La puerta de la escuela está teñida del color malva de las jacarandas de su calle aunque algunos desconchones en su madera revelan un antiguo rojo perla. Éste, como tesoro pompeyano, se esconde del tiempo bajo una gruesa capa de pintura violeta y un anuncio de clases por internet.
Shumi.., ponme uno de los míos ruega la bailaora. El dueño del bar, un chino nacido en Madrid, le regala su característico gesto de haber escuchado: una ligerísima e inapreciable mueca en la boca. Qué serio es el gachó dicen los que no lo conocen pero a mí me resulta hasta simpático. Qué esperan de un chulo de chotis y paseo de la castellana.
María, ahora vengo. Voy a ponerle el tique al coche dice el de las palmas. El hombre de los fluorescentes, un gitano del barrio de Santiago, asoma a lo lejos con su ponemultas. Con él llegan el lotero y el polen de la calle Ancha. ¡El sesenta y nueve! Puede que no toque pero.., ¿y si toca? ¡No te va a dar coraje ni ná!
Yo, desde el balcón de la academia, observo y escucho. Percibo que la pandemia ha traído más pájaros a los árboles y estos gorriones, exentos de llevar mascarillas, cantan como si estuvieran viviendo su último día en la tierra.

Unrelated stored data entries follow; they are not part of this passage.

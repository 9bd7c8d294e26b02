//! Bar aggregation for rebar.
//!
//! This crate resamples ordered OHLCV bars under one of five policies:
//!
//! - [`DurationBarAggregator`] - Fixed time buckets, tolerant of gaps
//! - [`VolumeBarAggregator`] - Buckets closed by cumulative volume
//! - [`RangeBarAggregator`] - Buckets closed by cumulative high-low range
//! - [`RenkoBarAggregator`] - Fixed-size bricks with a reversal gate
//! - [`HeikinAshiBarAggregator`] - Recursive OHLC smoothing
//!
//! All of them implement [`Aggregate`]; [`BarAggregator`] is the closed set
//! of strategies, [`AggregatorConfig`] its serde form, and
//! [`SeriesAggregator`] applies a strategy to a whole
//! [`BarSeries`](rebar_types::BarSeries).

#![doc(issue_tracker_base_url = "https://github.com/factordynamics/rebar/issues/")]
#![cfg_attr(docsrs, feature(doc_cfg, doc_auto_cfg))]
#![warn(missing_docs)]
#![forbid(unsafe_code)]

mod aggregator;
mod bucket;
mod config;
mod duration;
mod heikin_ashi;
mod range;
mod renko;
mod series;
mod volume;

pub use aggregator::{Aggregate, BarAggregator};
pub use config::AggregatorConfig;
pub use duration::DurationBarAggregator;
pub use heikin_ashi::HeikinAshiBarAggregator;
pub use range::RangeBarAggregator;
pub use renko::RenkoBarAggregator;
pub use series::SeriesAggregator;
pub use volume::VolumeBarAggregator;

Ay, el carrito los muertos gorjean por seguiriyas.
Arroyo está a minutos de abrir pero quién sabe ya. Cambiamos tu máquina vieja por una nueva sigue siendo su lema pero no hay rastro de ellas. Sólo cacharrería de dudosa procedencia y dibujos firmados por pintores extranjeros que inventaron sus nombres extraños. En mi casa.., un mar rescatado por las manos de un tal Scherzel por veinte euros. Venga niños.., ahora subo yo comenta la bailaora para que empiece a desfilar la compañía. Suena el timbre y abro el portón.

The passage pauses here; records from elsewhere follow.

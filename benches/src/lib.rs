//! Benchmark fixtures for rebar.
//!
//! Provides a deterministic synthetic bar series so benchmark runs are
//! comparable across machines and commits.

use chrono::{TimeDelta, TimeZone, Utc};
use rebar_lib::{Bar, Numeric};

/// Generates `count` contiguous one-minute bars following a bounded
/// zig-zag walk around 100.
///
/// The walk is driven by a fixed linear congruential sequence, so the same
/// `count` always yields the same bars.
#[must_use]
pub fn synthetic_bars<N: Numeric>(count: u32) -> Vec<Bar<N>> {
    let start = Utc
        .with_ymd_and_hms(2024, 1, 1, 0, 0, 0)
        .single()
        .unwrap_or_default();
    let minute = TimeDelta::minutes(1);
    let hundredth = N::from_u32(1) / N::from_u32(100);

    let mut state: u32 = 0x2545_f491;
    let mut price_cents: u32 = 10_000;
    let mut bars = Vec::with_capacity(count as usize);

    for n in 0..count {
        state = state.wrapping_mul(1_664_525).wrapping_add(1_013_904_223);
        let step = (state >> 24) % 41;
        let open = price_cents;
        price_cents = (price_cents + step).saturating_sub(20).clamp(9_000, 11_000);
        let close = price_cents;
        let wick = (state >> 16) % 15;

        let to_price = |cents: u32| N::from_u32(cents) * hundredth;
        let volume = N::from_u32(1 + (state >> 8) % 500);
        let end_time = start + minute * i32::try_from(n + 1).unwrap_or(i32::MAX);

        bars.push(Bar::new(
            to_price(open),
            to_price(open.max(close) + wick),
            to_price(open.min(close).saturating_sub(wick)),
            to_price(close),
            volume,
            volume * to_price(close),
            u64::from(1 + (state >> 4) % 50),
            minute,
            end_time,
        ));
    }

    bars
}

#[cfg(test)]
mod tests {
    use super::*;

    #[test]
    fn test_synthetic_bars_are_contiguous() {
        let bars: Vec<Bar<f64>> = synthetic_bars(500);
        assert_eq!(bars.len(), 500);
        for pair in bars.windows(2) {
            assert_eq!(pair[1].begin_time(), pair[0].end_time);
        }
        for bar in &bars {
            assert!(bar.high >= bar.open.max(bar.close));
            assert!(bar.low <= bar.open.min(bar.close));
        }
    }

    #[test]
    fn test_synthetic_bars_are_deterministic() {
        let a: Vec<Bar<f32>> = synthetic_bars(64);
        let b: Vec<Bar<f32>> = synthetic_bars(64);
        assert_eq!(a, b);
    }
}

Van apareciendo, esta vez en carne y hueso, todos los que en un papel satinado están clavados en el tablón de anuncios de la escuela. Memoria Viva. Festival de Jerez.
Pero algo parecido, al mismo tiempo, está ocurriendo sobre las lozas de la alameda de Hércules. Un cantaor de sesenta fuegos muerde una soleá de La Serneta mientras su guitarrista le llega por la calle Vulcano con su funda blanca de las buenas. Mi arma.., parece que llevas una muela colgando. Julio César sonríe la broma del faraón desde su columna. Piedra sobre piedra. Se presiente el espíritu de Manuel Torre en el golpe de aire caliente que dicen los cantaores sentir en la alameda cuando se canta con el pecho o se dice la verdad. Ladra el fantasma de un galgo a lo lejos.
En ese minuto, en Granada, un bailaor se descalza en el Albaicín sin rastro de Alhambras ni Darros. El paraíso para los turistas. El artista trabaja, junto a los suyos, en un cuarto sin ventanas con Juan Habichuela como testigo mudo. Veinte euros la hora paga el bailaor por el cuartichín. Él que lleva pagada media vida por un sueño entero. Fatiguillas dobles pasaría aquel, que tiene el agua en los labios y no la puede beber. Echado sobre las tejas del estudio se encuentra el cielo azul, el de la Porvera y el de la alameda, soñando mayo.